Minacce di morte, colpi di pistola e continui atti di intimidazione. Si è concluso con una condanna a 4 anni e 3 mesi di reclusione il processo a carico di un 56enne di Licata, riconosciuto colpevole di stalking, detenzione illegale di armi e munizioni e ricettazione.
La sentenza è stata emessa dai giudici della prima sezione penale del tribunale di Agrigento, presieduta da Agata Anna Genna.
Secondo l’accusa, l’uomo – spesso in stato di alterazione dovuta all’abuso di alcol – avrebbe reso la vita impossibile ai propri familiari: il fratello e le due sorelle, suoi vicini di casa, minacciandoli ogni giorno di morte e arrivando a dire che li avrebbe “sgozzati”.
Il 27 luglio 2023 si sarebbe verificato uno degli episodi più gravi: il 56enne, affacciato dal balcone, avrebbe esploso alcuni colpi di pistola gridando frasi minacciose.
Nei mesi successivi avrebbe proseguito con gesti intimidatori, lanciando un sasso contro il negozio del fratello, danneggiando con la motoape la saracinesca della sorella e continuando con nuovi insulti e minacce.

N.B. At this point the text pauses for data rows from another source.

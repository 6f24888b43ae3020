//! Shared type definitions for the database layer.

use serde::{Deserialize, Serialize};
use thiserror::Error;

/// Errors specific to database operations.
#[derive(Debug, Error)]
pub enum DbError {
    #[error("SQLite error: {0}")]
    Sqlite(#[from] rusqlite::Error),

    #[error("Home directory not found")]
    HomeDirNotFound,

    #[error("Failed to create database directory: {0}")]
    CreateDir(std::io::Error),

    #[error("Schema migration failed: {0}")]
    Migration(String),
}

/// A row from the `users` table.
#[derive(Debug, Clone, Serialize, Deserialize)]
#[serde(rename_all = "camelCase")]
pub struct DbUser {
    pub id: String,
    pub email: String,
    pub display_name: String,
    pub created_at: String,
}

/// A row from the `clients` table.
#[derive(Debug, Clone, Serialize, Deserialize)]
#[serde(rename_all = "camelCase")]
pub struct DbClient {
    pub id: String,
    pub user_id: String,
    pub name: String,
    pub email: Option<String>,
    pub phone: Option<String>,
    pub client_type: String,
    pub notes: Option<String>,
    pub is_deleted: bool,
    pub created_at: String,
    pub updated_at: String,
}

/// A row from the `deals` table.
///
/// `current_stage`, `status`, and `closed_at` are mutated only through the
/// stage-transition service; rows are soft-deleted via `is_deleted`.
#[derive(Debug, Clone, Serialize, Deserialize)]
#[serde(rename_all = "camelCase")]
pub struct DbDeal {
    pub id: String,
    pub user_id: String,
    pub client_id: Option<String>,
    pub title: String,
    pub property_address: Option<String>,
    pub current_stage: String,
    pub status: String,
    pub deal_value: Option<f64>,
    pub commission_amount: Option<f64>,
    pub expected_close_date: Option<String>,
    pub lost_reason: Option<String>,
    pub closed_at: Option<String>,
    pub is_deleted: bool,
    pub created_at: String,
    pub updated_at: String,
}

/// A row from the `milestones` table.
#[derive(Debug, Clone, Serialize, Deserialize)]
#[serde(rename_all = "camelCase")]
pub struct DbMilestone {
    pub id: String,
    pub deal_id: String,
    pub title: String,
    pub status: String,
    pub scheduled_date: Option<String>,
    pub completed_at: Option<String>,
    pub created_at: String,
}

/// A row from the `tasks` table.
#[derive(Debug, Clone, Serialize, Deserialize)]
#[serde(rename_all = "camelCase")]
pub struct DbTask {
    pub id: String,
    pub user_id: String,
    pub client_id: Option<String>,
    pub title: String,
    pub description: Option<String>,
    pub due_date: Option<String>,
    pub priority: String,
    pub status: String,
    pub completed_at: Option<String>,
    pub created_at: String,
    pub updated_at: String,
}

/// A row from the `notifications` table.
///
/// `read_at` presence means the notification has been read. `task_id` is set
/// for task-related categories and backs the evaluator's dedup lookup.
#[derive(Debug, Clone, Serialize, Deserialize)]
#[serde(rename_all = "camelCase")]
pub struct DbNotification {
    pub id: String,
    pub user_id: String,
    pub category: String,
    pub title: String,
    pub body: Option<String>,
    #[serde(skip_serializing_if = "Option::is_none")]
    pub task_id: Option<String>,
    pub metadata: Option<String>,
    pub read_at: Option<String>,
    pub created_at: String,
}

/// A row from the `deal_activity` table.
#[derive(Debug, Clone, Serialize, Deserialize)]
#[serde(rename_all = "camelCase")]
pub struct DbDealActivity {
    pub id: String,
    pub deal_id: String,
    pub user_id: String,
    pub title: String,
    pub detail: Option<String>,
    pub created_at: String,
}
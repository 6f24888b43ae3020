//! Server configuration.
//!
//! Loaded from `~/.porchlight/config.json` (or the file named by
//! `PORCHLIGHT_CONFIG`). A missing file yields the defaults; a present but
//! malformed file is an error. Individual fields can be overridden with
//! environment variables, which wins over the file.

use std::fs;
use std::path::PathBuf;

use serde::{Deserialize, Serialize};

#[derive(Debug, Clone, Serialize, Deserialize)]
#[serde(rename_all = "camelCase", default)]
pub struct Config {
    /// Address the HTTP server binds to.
    pub bind_addr: String,
    /// SQLite database file. Empty means the default path under
    /// `~/.porchlight/`.
    pub db_path: String,
    /// When set, a user with this email (and a session for it) is created at
    /// startup if missing. The session token is logged once.
    pub bootstrap_email: Option<String>,
    /// Session lifetime in days.
    pub session_ttl_days: i64,
}

impl Default for Config {
    fn default() -> Self {
        Self {
            bind_addr: "127.0.0.1:8743".to_string(),
            db_path: String::new(),
            bootstrap_email: None,
            session_ttl_days: 30,
        }
    }
}

/// Get the canonical config file path (~/.porchlight/config.json), unless
/// PORCHLIGHT_CONFIG points elsewhere.
pub fn config_path() -> Result<PathBuf, String> {
    if let Ok(path) = std::env::var("PORCHLIGHT_CONFIG") {
        return Ok(PathBuf::from(path));
    }
    let home = dirs::home_dir().ok_or("Could not find home directory")?;
    Ok(home.join(".porchlight").join("config.json"))
}

/// Load configuration: file (when present), then environment overrides.
pub fn load_config() -> Result<Config, String> {
    let path = config_path()?;

    let mut config = if path.exists() {
        let content =
            fs::read_to_string(&path).map_err(|e| format!("Failed to read config: {}", e))?;
        serde_json::from_str(&content).map_err(|e| format!("Failed to parse config: {}", e))?
    } else {
        Config::default()
    };

    apply_env_overrides(&mut config);
    Ok(config)
}

fn apply_env_overrides(config: &mut Config) {
    if let Ok(addr) = std::env::var("PORCHLIGHT_BIND") {
        config.bind_addr = addr;
    }
    if let Ok(db) = std::env::var("PORCHLIGHT_DB") {
        config.db_path = db;
    }
    if let Ok(email) = std::env::var("PORCHLIGHT_BOOTSTRAP_EMAIL") {
        config.bootstrap_email = Some(email);
    }
}
//! Task handlers.

use std::sync::Arc;

use axum::extract::{Path, Query, State};
use axum::Json;
use serde::Deserialize;

use crate::db::DbTask;
use crate::error::AppError;
use crate::http::auth::AuthUser;
use crate::services;
use crate::services::tasks::TaskInput;
use crate::state::AppState;
use crate::types::TaskStatus;

#[derive(Debug, Deserialize)]
pub struct TaskListQuery {
    #[serde(default)]
    pub status: Option<String>,
    /// When true, restrict to open tasks whose due date has passed.
    #[serde(default)]
    pub overdue: Option<bool>,
}

#[derive(Debug, Deserialize)]
pub struct StatusInput {
    pub status: String,
}

pub async fn list(
    State(state): State<Arc<AppState>>,
    AuthUser(user): AuthUser,
    Query(query): Query<TaskListQuery>,
) -> Result<Json<Vec<DbTask>>, AppError> {
    if let Some(status) = &query.status {
        if TaskStatus::parse(status).is_none() {
            return Err(AppError::validation(format!("Unknown task status: {status}")));
        }
    }
    let db = state.db()?;
    let mut tasks = db.get_tasks(&user.id, query.status.as_deref())?;
    if query.overdue == Some(true) {
        let today = chrono::Utc::now().date_naive().format("%Y-%m-%d").to_string();
        tasks.retain(|t| {
            t.status != "closed" && t.due_date.as_deref().is_some_and(|d| d < today.as_str())
        });
    }
    Ok(Json(tasks))
}

pub async fn create(
    State(state): State<Arc<AppState>>,
    AuthUser(user): AuthUser,
    Json(input): Json<TaskInput>,
) -> Result<Json<DbTask>, AppError> {
    let db = state.db()?;
    let task = services::tasks::create_task(&db, &user.id, &input)?;
    Ok(Json(task))
}

pub async fn get_one(
    State(state): State<Arc<AppState>>,
    AuthUser(user): AuthUser,
    Path(id): Path<String>,
) -> Result<Json<DbTask>, AppError> {
    let db = state.db()?;
    db.get_task(&user.id, &id)?
        .map(Json)
        .ok_or_else(|| AppError::NotFound("Task".to_string()))
}

pub async fn set_status(
    State(state): State<Arc<AppState>>,
    AuthUser(user): AuthUser,
    Path(id): Path<String>,
    Json(input): Json<StatusInput>,
) -> Result<Json<DbTask>, AppError> {
    let db = state.db()?;
    let task = services::tasks::set_status(&db, &user.id, &id, &input.status)?;
    Ok(Json(task))
}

In un’altra occasione avrebbe persino colpito il fratello con uno schiaffo e sparato due colpi di pistola contro la finestra della sua camera da letto, centrando infisso e muro.
Per questi episodi l’uomo è stato arrestato e condotto in carcere. Il pubblico ministero Gaspare Bentivegna aveva chiesto una condanna a 7 anni e 10 mesi. Le vittime, assistite dall’avvocato Salvatore Maurizio Buggea, hanno ottenuto il risarcimento dei danni.